Blockade of the US and Mexico begins to deter migrants

Blockade of the US and Mexico begins to deter migrants

The tightening of the rules at the border of Mexico and USA begins to force many to opt for legal routes to migrate. Irregular crossings are decreasing, but the causes of this flow threaten to once again exceed the restrictions.

“I want to enter legally,” Venezuelan Gustavo Rodríguez told AFP in Matamoros (northern Mexico), after Washington tightened measures against illegal migration when the so-called Title 42 expired on Friday, a mechanism adopted in 2020 supposedly to stop the covid-19.

Although the Title 42 was invoked to execute 2.8 million expulsions to Mexico of migrants who managed to cross into the United States, now with Title 8, the one that remains in force, can be sent to their countries of origin and be vetoed to request asylum later.

If they are arrested, they will also be banned from entering again for five years and could be penalized.

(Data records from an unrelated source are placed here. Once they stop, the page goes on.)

#[cfg(test)]
mod tests {
    use super::*;
    use crate::types::Node;

    fn ids(v: &[&str]) -> Vec<NodeId> { v.iter().map(|s| (*s).to_string()).collect() }

    #[test]
    fn insert_under_parent_assigns_positions() {
        let mut g = IndexGraph::new("t");
        assert_eq!(g.insert_under_parent("root", None, None).unwrap(), 0);
        assert_eq!(g.insert_under_parent("a", Some("root"), None).unwrap(), 1);
        assert_eq!(g.insert_under_parent("b", Some("root"), Some(7)).unwrap(), 7);
        assert_eq!(g.insert_under_parent("c", Some("a"), None).unwrap(), 8);
        assert_eq!(g.root_nodes().len(), 1);
        let children = g.get_children(Some("root")).unwrap();
        assert_eq!(children.values().cloned().collect::<Vec<_>>(), ids(&["a", "b"]));
        g.validate().unwrap();
    }

    #[test]
    fn occupied_position_is_rejected() {
        let mut g = IndexGraph::new("t");
        g.insert_under_parent("a", None, Some(0)).unwrap();
        let err = g.insert_under_parent("b", None, Some(0)).unwrap_err();
        assert!(matches!(err, Error::Duplicate(_)));
        assert_eq!(g.size(), 1);
    }

    #[test]
    fn duplicate_node_id_is_rejected() {
        let mut g = IndexGraph::new("t");
        g.insert_under_parent("a", None, None).unwrap();
        assert!(matches!(g.insert_under_parent("a", None, None), Err(Error::Duplicate(_))));
    }

    #[test]
    fn missing_parent_is_not_found() {
        let mut g = IndexGraph::new("t");
        assert!(matches!(g.insert_under_parent("a", Some("ghost"), None), Err(Error::NotFound(_))));
        assert!(g.is_empty());
    }

    #[test]
    fn batch_insert_is_all_or_nothing() {
        let mut g = IndexGraph::new("t");
        g.insert_under_parent("p", None, None).unwrap();
        g.insert_under_parent("x", Some("p"), None).unwrap();
        let err = g.insert_many_under_parent(&ids(&["y", "x"]), Some("p")).unwrap_err();
        assert!(matches!(err, Error::Duplicate(_)));
        assert_eq!(g.size(), 2);
        assert_eq!(g.insert_many_under_parent(&ids(&["y", "z"]), Some("p")).unwrap(), vec![2, 3]);
    }

    #[test]
    fn insert_with_children_demotes_roots() {
        let mut g = IndexGraph::new("t");
        for id in ["l0", "l1", "l2"] { g.insert(id, None, &[]).unwrap(); }
        assert_eq!(g.root_nodes().len(), 3);
        g.insert("s0", None, &ids(&["l0", "l1"])).unwrap();
        g.insert("s1", None, &ids(&["l2"])).unwrap();
        assert_eq!(g.root_nodes().values().cloned().collect::<Vec<_>>(), ids(&["s0", "s1"]));
        assert!(matches!(g.insert("s2", None, &ids(&["l0"])), Err(Error::Duplicate(_))));
        assert_eq!(g.leaf_ids(), ids(&["l0", "l1", "l2"]));
        g.validate().unwrap();
    }

    #[test]
    fn insert_between_adopts_children() {
        let mut g = IndexGraph::new("t");
        g.insert_under_parent("p", None, None).unwrap();
        for id in ["a", "b", "c"] { g.insert_under_parent(id, Some("p"), None).unwrap(); }
        assert_eq!(g.insert_between("s", Some("p"), &ids(&["a", "b"])).unwrap(), 4);
        assert_eq!(g.get_children(Some("p")).unwrap().values().cloned().collect::<Vec<_>>(), ids(&["c", "s"]));
        assert_eq!(g.parent_of("a").map(String::as_str), Some("s"));
        assert!(matches!(g.insert_between("t", Some("p"), &ids(&["a"])), Err(Error::NotFound(_))));
        g.insert_between("top", None, &ids(&["p"])).unwrap();
        assert_eq!(g.root_nodes().values().cloned().collect::<Vec<_>>(), ids(&["top"]));
        g.validate().unwrap();
    }

    #[test]
    fn reused_position_after_delete_is_skipped() {
        let mut store = DocumentStore::new();
        store.add_documents(vec![Node::new("a", "a"), Node::new("b", "b").with_ref_doc("gone"), Node::new("c", "c")], false).unwrap();
        let mut g = IndexGraph::new("t");
        for id in ["a", "b", "c"] { g.insert_under_parent(id, None, None).unwrap(); }
        g.delete_ref_doc("gone", &store).unwrap();
        assert_eq!(g.next_index(), 3);
        assert_eq!(g.insert_under_parent("d", None, None).unwrap(), 3);
    }

    #[test]
    fn delete_reattaches_children() {
        let mut store = DocumentStore::new();
        store.add_documents(vec![
            Node::new("root", "r"),
            Node::new("mid", "m").with_ref_doc("doc"),
            Node::new("leaf", "l"),
        ], false).unwrap();
        let mut g = IndexGraph::new("t");
        g.insert_under_parent("root", None, None).unwrap();
        g.insert_under_parent("mid", Some("root"), None).unwrap();
        g.insert_under_parent("leaf", Some("mid"), None).unwrap();
        assert_eq!(g.delete_ref_doc("doc", &store).unwrap(), ids(&["mid"]));
        assert_eq!(g.parent_of("leaf").map(String::as_str), Some("root"));
        g.validate().unwrap();
        assert!(matches!(g.delete_ref_doc("doc", &store), Err(Error::NotFound(_))));
    }

    #[test]
    fn delete_prunes_summaries_left_without_children() {
        let mut store = DocumentStore::new();
        store.add_documents(vec![
            Node::new("n0", "Sentence 0.").with_ref_doc("A"),
            Node::new("n1", "Sentence 1.").with_ref_doc("A"),
            Node::new("n2", "Sentence 2.").with_ref_doc("B"),
            Node::new("n3", "Sentence 3.").with_ref_doc("B"),
            Node::new("s0", "Sentence 0. Sentence 1."),
            Node::new("s1", "Sentence 2. Sentence 3."),
            Node::new("top", "Sentence 0. Sentence 2."),
        ], false).unwrap();
        let mut g = IndexGraph::new("t");
        for id in ["n0", "n1", "n2", "n3"] { g.insert(id, None, &[]).unwrap(); }
        g.insert("s0", None, &ids(&["n0", "n1"])).unwrap();
        g.insert("s1", None, &ids(&["n2", "n3"])).unwrap();
        g.insert("top", None, &ids(&["s0", "s1"])).unwrap();

        assert_eq!(g.delete_ref_doc("A", &store).unwrap(), ids(&["n0", "n1", "s0"]));
        assert_eq!(g.leaf_ids(), ids(&["n2", "n3"]));
        assert_eq!(g.get_children(Some("top")).unwrap().values().cloned().collect::<Vec<_>>(), ids(&["s1"]));
        g.validate().unwrap();

        assert_eq!(g.delete_ref_doc("B", &store).unwrap(), ids(&["n2", "n3", "s1", "top"]));
        assert!(g.is_empty());
        assert!(g.root_nodes().is_empty());
    }

    #[test]
    fn delete_keeps_source_parent_as_leaf() {
        let mut store = DocumentStore::new();
        store.add_documents(vec![
            Node::new("p", "parent").with_ref_doc("keep"),
            Node::new("c", "child").with_ref_doc("gone"),
        ], false).unwrap();
        let mut g = IndexGraph::new("t");
        g.insert_under_parent("p", None, None).unwrap();
        g.insert_under_parent("c", Some("p"), None).unwrap();
        assert_eq!(g.delete_ref_doc("gone", &store).unwrap(), ids(&["c"]));
        assert_eq!(g.leaf_ids(), ids(&["p"]));
        g.validate().unwrap();
    }

    #[test]
    fn populated_tree_survives_tagged_json() {
        let mut g = IndexGraph::new("t");
        for id in ["a", "b", "c"] { g.insert(id, None, &[]).unwrap(); }
        g.insert("s", None, &ids(&["a", "b"])).unwrap();
        let s = crate::index_struct::IndexStruct::from(g);
        let json = serde_json::to_string(&s).unwrap();
        assert!(json.contains("\"3\":\"s\""));
        let back: crate::index_struct::IndexStruct = serde_json::from_str(&json).unwrap();
        assert_eq!(back, s);
    }

    #[test]
    fn dangling_node_is_corruption() {
        let store = DocumentStore::new();
        let mut g = IndexGraph::new("t");
        g.insert_under_parent("ghost", None, None).unwrap();
        assert!(matches!(g.delete_ref_doc("x", &store), Err(Error::Corruption(_))));
    }
}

The “border is not open”, they repeat from the White House.

For this reason, it does not cross Rodríguez’s mind to cross the Rio Grande, as thousands had been doing until Thursday to turn themselves in to US agents and ask for protection.

“I want to enter with the best benefits”, adds this military deserter in a camp of multicolored tents spread out along a street.

The Venezuelan does not leave the CBP One application, the mechanism established by the United States government to request an appointment and demonstrate that asylum is needed. The application is collapsed, despite the fact that Washington promised to increase the number of daily appointments to 1,000.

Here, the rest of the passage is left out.